Mum laughs. “No chance!”

In the end, we all somehow manage to stumble and stagger through to the living room, where Bella is already sorting the gifts under the trees into piles.

“I have a lot more gifts than you,” she says to me solemnly, “but that’s OK because I’m a child and they said on the news the other day that Christmas is for children, didn’t they, Grandma?”

Sadie Lee laughs. “Yes, they did, honey.”

“And if I get anything that I don’t really like, I’ll give it to you, ’kay?” Bella takes my hand and holds it tightly.

“That’s so sweet of you,” I tell her solemnly, “but it’s OK—I really don’t mind.”

Bella grins and bounds back to her pile of gifts.

Noah and I are the last people to exchange gifts. As I watch him unwrap the record, I’m hit by a wave of doubt. What if he hates it? What if it’s totally the wrong thing? What if Slim Daniels was wrong and it’s not an “awesome choice” at all? But from the way Noah is grinning as he takes the record out of its paper, I think I chose well.

“How did you know?” Noah looks at me, wide-eyed. “I love this guy’s music—I’ve wanted this album for years.” He looks at Sadie Lee questioningly.

“I didn’t tell her,” Sadie Lee says with a smile.

Noah and I look at each other and I mentally add “knowing exactly what to get him for Christmas” to my list of soul mate evidence.

After Noah slipped the record out to sniff it, he hands me a gift that has the same amount of tape as paper. “Sorry about all the tape,” he mumbles. “Gift wrapping isn’t my strongest suit.”

“That’s OK,” I say, trying to make a tear in the paper, but it’s impossible as it’s covered in so much tape. “Er, does anyone have a knife?”

In the end, with the help of the pointy end of a bottle opener, I manage to get into the parcel.
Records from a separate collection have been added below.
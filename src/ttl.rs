// Copyright (c) 2025 Erick Bourgeois, firestoned
// SPDX-License-Identifier: MIT

//! TTL management for discovery records.
//!
//! Before switching traffic the TTL of the affected records is lowered, and the
//! engine waits for the old TTL to expire everywhere. Once the switch is done the
//! TTL is restored.

use std::sync::Arc;
use std::time::Duration;
use tracing::{debug, info};

use crate::confctl::ControlPlaneClient;
use crate::dns::ResolverClient;
use crate::dns_errors::{CheckError, ReconcileError};

/// Reads and writes discovery record TTLs.
#[derive(Clone)]
pub struct TtlManager {
    control_plane: Arc<dyn ControlPlaneClient>,
    resolver: Arc<dyn ResolverClient>,
    zone: String,
}

impl TtlManager {
    #[must_use]
    pub fn new(
        control_plane: Arc<dyn ControlPlaneClient>,
        resolver: Arc<dyn ResolverClient>,
        zone: &str,
    ) -> Self {
        Self {
            control_plane,
            resolver,
            zone: zone.trim_matches('.').to_string(),
        }
    }

    /// Highest TTL currently served for `name` by any authoritative nameserver.
    ///
    /// # Errors
    ///
    /// Returns an error if the name can't be resolved.
    pub async fn current_ttl(&self, name: &str) -> Result<u32, ReconcileError> {
        let fqdn = format!("{name}.{}", self.zone);
        let answers = self
            .resolver
            .resolve(&fqdn)
            .await
            .map_err(CheckError::from)?;
        Ok(answers.iter().map(|a| a.ttl).max().unwrap_or(0))
    }

    /// Set the TTL of `name` to `ttl`, returning the previous TTL.
    ///
    /// Nothing is written if the served TTL already matches.
    ///
    /// # Errors
    ///
    /// Returns an error if the name can't be resolved or the write fails.
    pub async fn set_ttl(&self, name: &str, ttl: u32) -> Result<u32, ReconcileError> {
        let previous = self.current_ttl(name).await?;
        if previous == ttl {
            debug!(record = %name, ttl, "TTL already set, nothing to do");
            return Ok(previous);
        }
        info!(record = %name, from = previous, to = ttl, "Changing TTL");
        self.control_plane.set_ttl(name, ttl).await?;
        Ok(previous)
    }

    /// Set the TTL of every name and return the highest previous TTL.
    ///
    /// # Errors
    ///
    /// Stops at the first name that fails.
    pub async fn set_ttls(&self, names: &[String], ttl: u32) -> Result<u32, ReconcileError> {
        let mut highest = 0;
        for name in names {
            highest = highest.max(self.set_ttl(name, ttl).await?);
        }
        Ok(highest)
    }

    /// Lower the TTL of every name, then wait until the old TTL has expired in caches.
    ///
    /// Returns how long it waited.
    ///
    /// # Errors
    ///
    /// Stops at the first name that fails, without waiting.
    pub async fn reduce_and_wait(
        &self,
        names: &[String],
        ttl: u32,
    ) -> Result<Duration, ReconcileError> {
        let previous = self.set_ttls(names, ttl).await?;
        let wait = Duration::from_secs(u64::from(previous));
        info!(
            records = names.len(),
            wait_secs = wait.as_secs(),
            "Waiting for the old TTL to expire"
        );
        tokio::time::sleep(wait).await;
        Ok(wait)
    }

    /// Put the TTL of every name back to `ttl`.
    ///
    /// # Errors
    ///
    /// Stops at the first name that fails.
    pub async fn restore(&self, names: &[String], ttl: u32) -> Result<(), ReconcileError> {
        self.set_ttls(names, ttl).await.map(|_| ())
    }
}

#[cfg(test)]
#[path = "ttl_tests.rs"]
mod ttl_tests;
Inside is a beautiful hardback book of old black-and-white photographs of New York.

“I thought with you being into photography and all . . .” I can tell from the hopeful way he’s looking at me that he really wants me to like it. “If you prefer more modern photography I can take it back and get it changed. I—”

“No, it’s perfect. Black-and-white photos are my favorite—they’re like little moments of history captured forever.”

We look at each other and I feel that closeness again, that sense that we already know each other. I get the overwhelming urge to kiss Noah. If only we weren’t surrounded by our families.

As if reading my mind, Noah gets to his feet. “Do you want to go get a soda?” he asks.

At least, that’s what I think he says. I’m so overcome by the need to kiss him I can barely hear a word. I nod and follow him out of the room. Thankfully the others are way too engrossed in their gifts to notice.

When we get out into the hallway, Noah stops by the grandfather clock. The huge pendulum seems to be ticktocking in time with my pounding heart.